When I get back home from the trip, my friends cannot believe my luck. Before this summer, I was the only one who had never been kissed, and now I’m the most experienced of them all. No one thinks that what happened to me was bad in any way. For a long time, I don’t, either. Sure, my grades drop and I suddenly get a lot of acne and gain a lot of weight, and I stop socializing and start drinking by myself, from a bottle of liquor I keep hidden under my bed, but that can’t be the redheaded kid’s fault—I asked for it, after all, and he was cute.
I don’t tell my mom what happened, even though I usually tell her everything.
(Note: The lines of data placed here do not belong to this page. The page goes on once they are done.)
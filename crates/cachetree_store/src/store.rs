// Copyright (c) Microsoft Corporation.
// Licensed under the MIT License.

//! The store trait.

use std::{collections::HashMap, hash::Hash};

use crate::{CacheEntry, Error};

/// A key-value store with optional per-entry expiry.
///
/// `get`, `insert`, `invalidate` and `clear` are required. The batched operations
/// (`get_many`, `insert_many`, `invalidate_many`) default to sequential single-key calls.
/// Callers treat every batch as all-or-nothing: an implementation that overrides them must
/// not report success for a partially applied batch.
pub trait CacheStore<K, V>: Send + Sync
where
    K: Clone + Eq + Hash + Send + Sync,
    V: Send + Sync,
{
    /// Returns the live entry stored under `key`, if any.
    fn get(&self, key: &K) -> impl Future<Output = Result<Option<CacheEntry<V>>, Error>> + Send;

    /// Stores `entry` under `key`, replacing any previous entry.
    fn insert(&self, key: &K, entry: CacheEntry<V>) -> impl Future<Output = Result<(), Error>> + Send;

    /// Removes the entry stored under `key`. Removing a missing key is not an error.
    fn invalidate(&self, key: &K) -> impl Future<Output = Result<(), Error>> + Send;

    /// Removes every entry.
    fn clear(&self) -> impl Future<Output = Result<(), Error>> + Send;

    /// Returns the entries stored under `keys`; keys without a live entry are left out.
    fn get_many(&self, keys: &[K]) -> impl Future<Output = Result<HashMap<K, CacheEntry<V>>, Error>> + Send {
        async move {
            let mut hits = HashMap::with_capacity(keys.len());
            for key in keys {
                if let Some(entry) = self.get(key).await? {
                    hits.insert(key.clone(), entry);
                }
            }
            Ok(hits)
        }
    }

    /// Stores every `(key, entry)` pair.
    fn insert_many(&self, entries: Vec<(K, CacheEntry<V>)>) -> impl Future<Output = Result<(), Error>> + Send {
        async move {
            for (key, entry) in entries {
                self.insert(&key, entry).await?;
            }
            Ok(())
        }
    }

    /// Removes the entries stored under `keys`.
    fn invalidate_many(&self, keys: &[K]) -> impl Future<Output = Result<(), Error>> + Send {
        async move {
            for key in keys {
                self.invalidate(key).await?;
            }
            Ok(())
        }
    }

    /// Returns the number of entries, if the store tracks it.
    fn len(&self) -> Option<u64> {
        None
    }

    /// Returns `true` if the store holds no entries, if the store tracks its size.
    fn is_empty(&self) -> Option<bool> {
        self.len().map(|len| len == 0)
    }
}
I have the sense that this story might get me in trouble.
A. lost her virginity that night, too. She would keep hanging out with those guys for the rest of her teens. I don’t talk to her that much anymore.
When I have my first consensual kiss two years later, the guy asks me why I’m shaking. When I have consensual sex for the first time two years after that, I finally understand that what happened to me that night in Italy was rape.
When I tell people this story now, they often say, “Yeah, that happened to me, too.” Or “That happened to my friend, too.” Many of them have stories much worse than mine. By now I’ve told it to my mother and to a few therapists, but I still can’t read about rape at night or I won’t be able to sleep. Sometimes I have to walk out in the middle of movies. I leave books unfinished on my night table. I haven’t told this story to all the men who have wanted to kiss me, but I’ve told it to the ones I want to kiss. ♦
G.B. has lived in five countries in the past seven years. She likes autobiographical comics, bikes, and dogs.